For this exercise, report every line of the material that includes "naming".
------ SOURCE INFORMATION ------
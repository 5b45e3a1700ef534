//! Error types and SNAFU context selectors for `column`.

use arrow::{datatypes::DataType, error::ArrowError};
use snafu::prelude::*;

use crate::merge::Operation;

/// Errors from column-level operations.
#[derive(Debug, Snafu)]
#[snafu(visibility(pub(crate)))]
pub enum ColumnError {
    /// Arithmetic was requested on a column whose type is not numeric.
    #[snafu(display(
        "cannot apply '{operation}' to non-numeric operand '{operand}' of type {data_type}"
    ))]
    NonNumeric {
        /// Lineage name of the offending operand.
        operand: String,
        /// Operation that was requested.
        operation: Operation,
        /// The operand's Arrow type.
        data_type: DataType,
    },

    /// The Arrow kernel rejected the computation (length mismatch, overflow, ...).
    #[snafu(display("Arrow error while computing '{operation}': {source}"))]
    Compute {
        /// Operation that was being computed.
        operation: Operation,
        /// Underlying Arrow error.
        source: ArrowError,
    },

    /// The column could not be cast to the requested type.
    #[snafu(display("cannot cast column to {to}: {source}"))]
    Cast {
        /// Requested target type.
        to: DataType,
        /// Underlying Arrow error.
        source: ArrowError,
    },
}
------
------ SOURCE INFORMATION ------
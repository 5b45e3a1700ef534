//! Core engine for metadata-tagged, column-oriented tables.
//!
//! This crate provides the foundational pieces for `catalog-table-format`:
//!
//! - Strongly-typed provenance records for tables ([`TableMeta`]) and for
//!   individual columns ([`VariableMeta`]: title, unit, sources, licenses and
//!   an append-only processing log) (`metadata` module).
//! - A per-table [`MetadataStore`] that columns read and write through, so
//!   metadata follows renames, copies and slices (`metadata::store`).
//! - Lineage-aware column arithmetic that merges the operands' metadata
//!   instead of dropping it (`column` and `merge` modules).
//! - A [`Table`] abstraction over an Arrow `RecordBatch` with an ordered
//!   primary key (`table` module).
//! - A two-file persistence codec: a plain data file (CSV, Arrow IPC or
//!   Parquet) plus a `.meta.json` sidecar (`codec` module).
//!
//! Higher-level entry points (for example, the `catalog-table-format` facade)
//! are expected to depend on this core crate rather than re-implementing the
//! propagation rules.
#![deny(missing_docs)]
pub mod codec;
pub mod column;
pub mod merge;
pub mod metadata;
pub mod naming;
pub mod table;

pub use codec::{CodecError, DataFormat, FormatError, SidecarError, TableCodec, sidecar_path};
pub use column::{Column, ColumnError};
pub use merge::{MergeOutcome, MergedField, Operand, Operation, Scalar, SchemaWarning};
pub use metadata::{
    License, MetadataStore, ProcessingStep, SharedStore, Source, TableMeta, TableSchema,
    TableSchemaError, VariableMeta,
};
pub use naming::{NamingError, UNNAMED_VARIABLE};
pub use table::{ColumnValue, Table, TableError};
------
[TASK RESPONSE]:
pub mod naming;
pub use naming::{NamingError, UNNAMED_VARIABLE};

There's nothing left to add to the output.